Firma digitale, tra poco ci rinuncio
Un anno fa più o meno presi la disgraziata decisione di comprarmi un apparato di firma digitale, pensavo ingenuamente che mi sarebbe servito. C’era nell’aria che le tanto attese innovazioni introdotte dal Codice dell’Amministrazione Digitale avrebbero trovato giusta attuazione nella vita quotidiana del cittadino medio italiano.
Perciò armato delle migliore intenzioni mi reco alla camera di commercio con documento di riconoscimento e sottoscrivo tutto quanto.
Mi consegnano la mia smart card riferendomi che, se volevo, potevano darmi anche il lettore. Io, utente linux, mi dico: “Si, figuriamoci se poi funziona con il pinguino!” Perciò, rifiuto cortesemente e mi acquisto un lettore smart card compatibile, cioè con driver sviluppati per linux. Ecco, da allora ho provato con tutte le mie forze a firmare almeno un documento con la mia firma digitale: “no success” come direbbero gli anglofoni.

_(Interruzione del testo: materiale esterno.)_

//! Recurrence engine
//!
//! Consumes task.completed events and materializes the next occurrence of
//! recurring tasks. The event id is claimed before the new instance is
//! created, so a redelivered completion never produces a duplicate; a
//! creation failure releases the claim and rides the bus redelivery
//! schedule. When the pattern's end date has passed the chain stops
//! silently.

use std::sync::Arc;

use async_trait::async_trait;
use tracing::{debug, error, info, warn};

use tasklane_bus::{ConsumeError, Consumer, DeadLetter, Delivery, IdempotencyGuard, Publisher};
use tasklane_core::{
    envelope::SOURCE_RECURRENCE, groups, Envelope, EventData, NewTask, Task, TaskCompletedData,
    TaskCreatedData, Topic,
};
use tasklane_store::TaskStore;

/// Consumes task.completed and creates the next occurrence.
pub struct RecurrenceEngine {
    store: Arc<dyn TaskStore>,
    guard: Arc<IdempotencyGuard>,
    publisher: Publisher,
}

impl RecurrenceEngine {
    pub fn new(store: Arc<dyn TaskStore>, guard: Arc<IdempotencyGuard>, publisher: Publisher) -> Self {
        Self {
            store,
            guard,
            publisher,
        }
    }

    async fn generate_next(
        &self,
        envelope: &Envelope,
        completed: &TaskCompletedData,
    ) -> Result<(), ConsumeError> {
        let Some(recurrence_id) = completed.recurrence_id else {
            return Ok(());
        };

        let pattern = self
            .store
            .get_recurrence_pattern(recurrence_id)
            .await
            .map_err(|e| ConsumeError::Transient(e.to_string()))?;
        let Some(pattern) = pattern else {
            warn!(%recurrence_id, task_id = %completed.task_id, "recurrence pattern not found");
            return Ok(());
        };

        let anchor = completed.due_date.unwrap_or(envelope.time);
        let Some(next_due) = pattern.next_occurrence(anchor) else {
            // The pattern has run its course; ending is not an error.
            debug!(task_id = %completed.task_id, "recurrence ended, no next occurrence");
            return Ok(());
        };

        // Prefer the full task for inherited fields; fall back to the event
        // payload when the task-store no longer has the row.
        let completed_task = self
            .store
            .get_task(completed.task_id)
            .await
            .map_err(|e| ConsumeError::Transient(e.to_string()))?;
        let fields = match completed_task {
            Some(task) => NewTask::next_occurrence_of(&task, next_due),
            None => NewTask {
                user_id: completed.user_id.clone(),
                title: completed.title.clone(),
                description: String::new(),
                due_date: Some(next_due),
                priority: completed.priority,
                tags: completed.tags.clone(),
                recurrence_id: Some(recurrence_id),
                parent_task_id: Some(completed.parent_task_id.unwrap_or(completed.task_id)),
                reminder_offset_minutes: None,
            },
        };

        let new_task = self
            .store
            .create_task(fields)
            .await
            .map_err(|e| ConsumeError::Transient(e.to_string()))?;

        info!(
            completed_task_id = %completed.task_id,
            new_task_id = %new_task.id,
            due_date = %next_due,
            "generated next occurrence"
        );

        let created = Envelope::new(SOURCE_RECURRENCE, created_data(&new_task));
        if let Err(e) = self.publisher.publish(Topic::TaskEvents, &created).await {
            // The instance exists; re-creating it on redelivery would be
            // worse than a missing announcement.
            error!(task_id = %new_task.id, error = %e, "failed to publish task.created");
        }

        Ok(())
    }
}

fn created_data(task: &Task) -> TaskCreatedData {
    TaskCreatedData {
        task_id: task.id,
        user_id: task.user_id.clone(),
        title: task.title.clone(),
        description: task.description.clone(),
        due_date: task.due_date,
        priority: task.priority,
        is_complete: false,
        tags: task.tags.clone(),
        recurrence_id: task.recurrence_id,
        parent_task_id: task.parent_task_id,
        reminder_offset_minutes: task.reminder_offset_minutes,
    }
}

#[async_trait]
impl Consumer for RecurrenceEngine {
    fn group(&self) -> &str {
        groups::RECURRENCE_SERVICE
    }

    async fn handle(&self, delivery: &Delivery) -> Result<(), ConsumeError> {
        let envelope = delivery
            .envelope()
            .map_err(|e| ConsumeError::Poison(e.to_string()))?;
        let EventData::TaskCompleted(completed) = &envelope.data else {
            return Ok(());
        };
        if completed.recurrence_id.is_none() {
            return Ok(());
        }

        if !self
            .guard
            .claim(self.group(), envelope.id)
            .await
            .map_err(|e| ConsumeError::Transient(e.to_string()))?
        {
            return Ok(());
        }

        let result = self.generate_next(&envelope, completed).await;
        if matches!(result, Err(ConsumeError::Transient(_))) {
            if let Err(e) = self.guard.release(self.group(), envelope.id).await {
                warn!(event_id = %envelope.id, error = %e, "failed to release idempotency claim");
            }
        }
        result
    }

    async fn on_exhausted(&self, delivery: &Delivery, error: &ConsumeError) {
        // Recurrence is never silently dropped: exhausted events go to the
        // dead-letter topic for manual remediation.
        let Ok(envelope) = delivery.envelope() else {
            error!(offset = delivery.offset, "undecodable event abandoned on task.events");
            return;
        };
        let _ = self.guard.claim(self.group(), envelope.id).await;
        error!(
            event_id = %envelope.id,
            attempts = delivery.attempt,
            %error,
            "recurrence generation exhausted retries, dead-lettering"
        );
        let letter = DeadLetter::new(Topic::TaskEvents, envelope, error.to_string(), delivery.attempt);
        if let Err(e) = self.publisher.publish_dead_letter(&letter).await {
            error!(error = %e, "failed to publish dead letter");
        }
    }
}
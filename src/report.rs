use std::path::{Path, PathBuf};

use chrono::NaiveDate;
use csv::WriterBuilder;
use tracing::{error, info};

use crate::error::Result;
use crate::models::{month_label, ExportRecord};
use crate::trend::TrendReport;

pub const PREFIX_TRENDING: &str = "trending100songs-";
pub const PREFIX_LOSING: &str = "songs-loosing-";
pub const SUFFIX: &str = ".csv";

#[derive(Debug, Default)]
pub struct ExportSummary {
    pub written: Vec<PathBuf>,
    pub failed: Vec<PathBuf>,
}

pub fn report_path(dir: &Path, prefix: &str, date: NaiveDate) -> PathBuf {
    dir.join(format!("{prefix}{}{SUFFIX}", month_label(date)))
}

/// Writes both monthly reports. A failure on one file is logged and does not
/// stop the other from being written.
pub fn write_trend_reports(dir: &Path, date: NaiveDate, report: &TrendReport) -> ExportSummary {
    let mut summary = ExportSummary::default();

    for (prefix, records) in [
        (PREFIX_TRENDING, &report.trending),
        (PREFIX_LOSING, &report.losing),
    ] {
        let path = report_path(dir, prefix, date);
        match write_records(&path, records) {
            Ok(()) => {
                info!(path = %path.display(), rows = records.len(), "report written");
                summary.written.push(path);
            }
            Err(err) => {
                error!(path = %path.display(), error = %err, "failed to write report");
                summary.failed.push(path);
            }
        }
    }

    summary
}

pub fn write_records(path: &Path, records: &[ExportRecord]) -> Result<()> {
    // Header is written explicitly so empty reports still carry it.
    let mut writer = WriterBuilder::new().has_headers(false).from_path(path)?;
    writer.write_record([
        "song_name",
        "song_uuid",
        "rating_this_month",
        "rating_previous_month",
        "rating_2months_back",
    ])?;
    for record in records {
        writer.serialize(record)?;
    }
    writer.flush()?;
    Ok(())
}
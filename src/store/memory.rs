use std::collections::BTreeSet;
use std::sync::RwLock;

use async_trait::async_trait;
use chrono::NaiveDate;

use crate::error::Result;
use crate::models::VoteRecord;

use super::VoteStore;

#[derive(Debug, Default)]
pub struct InMemoryVoteStore {
    votes: RwLock<Vec<VoteRecord>>,
}

impl InMemoryVoteStore {
    pub fn snapshot(&self) -> Vec<VoteRecord> {
        self.votes.read().unwrap().clone()
    }
}

#[async_trait]
impl VoteStore for InMemoryVoteStore {
    async fn save_all(&self, records: &[VoteRecord]) -> Result<usize> {
        self.votes.write().unwrap().extend_from_slice(records);
        Ok(records.len())
    }

    async fn average(&self, song_id: &str, since: NaiveDate, until: NaiveDate) -> Result<Option<f64>> {
        let votes = self.votes.read().unwrap();
        let ratings: Vec<i32> = votes
            .iter()
            .filter(|vote| vote.song_id == song_id && since <= vote.vote_date && vote.vote_date <= until)
            .map(|vote| vote.rating)
            .collect();

        if ratings.is_empty() {
            return Ok(None);
        }
        let total: i64 = ratings.iter().map(|rating| i64::from(*rating)).sum();
        Ok(Some(total as f64 / ratings.len() as f64))
    }

    async fn distinct_song_ids(&self, since: NaiveDate, until: NaiveDate) -> Result<Vec<String>> {
        let votes = self.votes.read().unwrap();
        let ids: BTreeSet<String> = votes
            .iter()
            .filter(|vote| since <= vote.vote_date && vote.vote_date <= until)
            .map(|vote| vote.song_id.clone())
            .collect();
        Ok(ids.into_iter().collect())
    }

    async fn first_record_for_song(&self, song_id: &str) -> Result<Option<VoteRecord>> {
        let votes = self.votes.read().unwrap();
        Ok(votes.iter().find(|vote| vote.song_id == song_id).cloned())
    }
}
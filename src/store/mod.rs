use async_trait::async_trait;
use chrono::NaiveDate;

use crate::error::Result;
use crate::models::{months_before, MonthRange, MonthWindow, MonthlyAverage, TrendRow, VoteRecord};
use crate::trend;

#[cfg(test)]
pub mod memory;

/// Durable vote storage plus the aggregate queries the trend pipeline needs.
/// Implementations must tolerate concurrent `save_all` calls.
#[async_trait]
pub trait VoteStore: Send + Sync {
    /// Persists the batch and returns how many records were written.
    async fn save_all(&self, records: &[VoteRecord]) -> Result<usize>;

    /// Mean rating of a song over the inclusive date range, `None` without votes.
    async fn average(&self, song_id: &str, since: NaiveDate, until: NaiveDate) -> Result<Option<f64>>;

    async fn distinct_song_ids(&self, since: NaiveDate, until: NaiveDate) -> Result<Vec<String>>;

    async fn first_record_for_song(&self, song_id: &str) -> Result<Option<VoteRecord>>;

    /// One row per song with a vote anywhere in the window, ordered by
    /// increase desc, month1 average desc, song id asc.
    async fn three_month_buckets(&self, window: &MonthWindow) -> Result<Vec<TrendRow>> {
        let song_ids = self.distinct_song_ids(window.start(), window.end()).await?;
        let mut rows = Vec::with_capacity(song_ids.len());

        for song_id in song_ids {
            let avg_month1 = self.average(&song_id, window.month1.start, window.month1.end).await?;
            let avg_month2 = self.average(&song_id, window.month2.start, window.month2.end).await?;
            let avg_month3 = self.average(&song_id, window.month3.start, window.month3.end).await?;
            rows.push(TrendRow::from_averages(song_id, avg_month1, avg_month2, avg_month3));
        }

        trend::sort_rows(&mut rows);
        Ok(rows)
    }
}

/// Averages for the `months` whole calendar months preceding the month of
/// `from`, oldest first.
pub async fn preceding_monthly_averages(
    store: &dyn VoteStore,
    song_id: &str,
    from: NaiveDate,
    months: u32,
) -> Result<Vec<MonthlyAverage>> {
    let mut result = Vec::with_capacity(months as usize);

    for offset in (1..=months).rev() {
        let range = MonthRange::containing(months_before(from, offset));
        let average = store.average(song_id, range.start, range.end).await?;
        result.push(MonthlyAverage {
            month: range.label(),
            average,
        });
    }

    Ok(result)
}
use thiserror::Error;

#[derive(Debug, Error)]
pub enum Error {
    #[error("I/O error: {0}")]
    Io(#[from] std::io::Error),

    #[error("CSV error: {0}")]
    Csv(#[from] csv::Error),

    #[error("database error: {0}")]
    Database(#[from] sqlx::Error),

    #[error("migration error: {0}")]
    Migrate(#[from] sqlx::migrate::MigrateError),

    #[error("watch error: {0}")]
    Watch(#[from] notify::Error),

    #[error("invalid vote file name: {0}")]
    InvalidFileName(String),

    #[error("background task failed: {0}")]
    Task(String),
}

pub type Result<T> = std::result::Result<T, Error>;
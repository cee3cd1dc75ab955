//! Opponent move selection.
//!
//! The heuristic is greedy and looks one ply ahead: take a winning cell,
//! otherwise block the human's winning cell, otherwise prefer the center, then
//! a random corner, then any random cell. It does not see forks coming, so a
//! human who sets up two threats at once will beat it.

use super::game::SymbolAssignment;
use super::outcome::{Outcome, evaluate};
use super::{Board, Mark, Position};
use rand::Rng;
use rand::seq::IndexedRandom;
use tracing::{debug, instrument};

/// Picks the opponent's next cell, or `None` when the board is full.
///
/// Steps 1-3 are deterministic and scan empty cells in ascending index order.
/// Ties among corners and among the remaining cells are broken by `rng`.
#[instrument(skip(board, rng))]
pub fn select_move<R: Rng + ?Sized>(
    board: &Board,
    opponent: Mark,
    human: Mark,
    rng: &mut R,
) -> Option<Position> {
    let empty: Vec<Position> = board.empty_positions().collect();
    if empty.is_empty() {
        debug!("No empty cells");
        return None;
    }

    if let Some(pos) = empty
        .iter()
        .copied()
        .find(|&pos| evaluate(&board.with_mark(pos, opponent), human) == Outcome::OpponentWin)
    {
        debug!(position = %pos, "Taking winning cell");
        return Some(pos);
    }

    if let Some(pos) = empty
        .iter()
        .copied()
        .find(|&pos| evaluate(&board.with_mark(pos, human), human) == Outcome::HumanWin)
    {
        debug!(position = %pos, "Blocking human threat");
        return Some(pos);
    }

    if board.is_empty(Position::Center) {
        debug!("Taking center");
        return Some(Position::Center);
    }

    let corners: Vec<Position> = Position::CORNERS
        .into_iter()
        .filter(|&pos| board.is_empty(pos))
        .collect();
    if let Some(&pos) = corners.choose(rng) {
        debug!(position = %pos, "Taking corner");
        return Some(pos);
    }

    let pos = empty.choose(rng).copied();
    debug!(position = ?pos, "Taking remaining cell");
    pos
}

/// Something that can pick a cell for one side of the board.
pub trait Opponent {
    /// Chooses a cell on `board`, or `None` when there is nothing left to play.
    fn choose(&mut self, board: &Board, symbols: &SymbolAssignment) -> Option<Position>;

    /// Display name for status lines and logs.
    fn name(&self) -> &str;
}

/// The heuristic opponent, owning its source of randomness.
#[derive(Debug, Clone)]
pub struct HeuristicOpponent<R> {
    name: String,
    rng: R,
}

impl<R: Rng> HeuristicOpponent<R> {
    /// Creates a heuristic opponent drawing tie-breaks from `rng`.
    pub fn new(name: impl Into<String>, rng: R) -> Self {
        Self {
            name: name.into(),
            rng,
        }
    }
}

impl<R: Rng> Opponent for HeuristicOpponent<R> {
    fn choose(&mut self, board: &Board, symbols: &SymbolAssignment) -> Option<Position> {
        select_move(board, symbols.opponent(), symbols.human(), &mut self.rng)
    }

    fn name(&self) -> &str {
        &self.name
    }
}

/// Plays a uniformly random empty cell.
///
/// Stands in for the human when games are simulated headlessly, so it
/// plays the human's mark rather than the opponent's.
#[derive(Debug, Clone)]
pub struct RandomOpponent<R> {
    name: String,
    rng: R,
}

impl<R: Rng> RandomOpponent<R> {
    /// Creates a random player drawing from `rng`.
    pub fn new(name: impl Into<String>, rng: R) -> Self {
        Self {
            name: name.into(),
            rng,
        }
    }
}

impl<R: Rng> Opponent for RandomOpponent<R> {
    fn choose(&mut self, board: &Board, _symbols: &SymbolAssignment) -> Option<Position> {
        let empty: Vec<Position> = board.empty_positions().collect();
        empty.choose(&mut self.rng).copied()
    }

    fn name(&self) -> &str {
        &self.name
    }
}
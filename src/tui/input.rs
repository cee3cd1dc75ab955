//! Keyboard navigation on the board.

use crate::games::tictactoe::Position;
use crossterm::event::KeyCode;

/// Moves the cursor one cell with the arrow keys, stopping at the edges.
pub fn move_cursor(cursor: Position, key: KeyCode) -> Position {
    let (row, col) = (cursor.row(), cursor.col());
    let (row, col) = match key {
        KeyCode::Left => (row, col.saturating_sub(1)),
        KeyCode::Right => (row, (col + 1).min(2)),
        KeyCode::Up => (row.saturating_sub(1), col),
        KeyCode::Down => ((row + 1).min(2), col),
        _ => return cursor,
    };
    Position::from_index(row * 3 + col).unwrap_or(cursor)
}

/// Maps digit keys 1-9 to board positions.
pub fn digit_position(key: KeyCode) -> Option<Position> {
    match key {
        KeyCode::Char(c) => c
            .to_digit(10)
            .filter(|d| (1..=9).contains(d))
            .and_then(|d| Position::from_index(d as usize - 1)),
        _ => None,
    }
}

Infocamere infatti, la sezione della camere di commercio dedicata alla emissione delle smart card ed ente certificatore accreditato presso il CNIPA, sviluppa solo software per Mac e Windows. Alla fine viene sviluppato attivamente solo la versione per Windows. Non rinuncio e testardo come sono, grazie anche all’aiuto dello sviluppatore di opensignature ( progetto interessante oramai all’ apparenza abbandonato ), quasi ce la faccio
Niente…il problema non è il lettore, che funziona egregiamente, ma sembra che sia il modello della smart card e il file system di allocazione dei dati nel chippettino a creare i maggiori problemi. Ho scoperto ultimamente spulciando la lista degli enti certificatori, che solo la DigitalTrust fornisce software multipiattaforma per la firma digitale. Bene nel caso decidessi di persistere so a chi dovrò rivolgermi!
Non èquesto il luogo per fare polemica sul continuo snobismo delle istituzioni nei confronti delle piattaforme che non siano Microsoft…su questo mi riserverò di commentare altrove.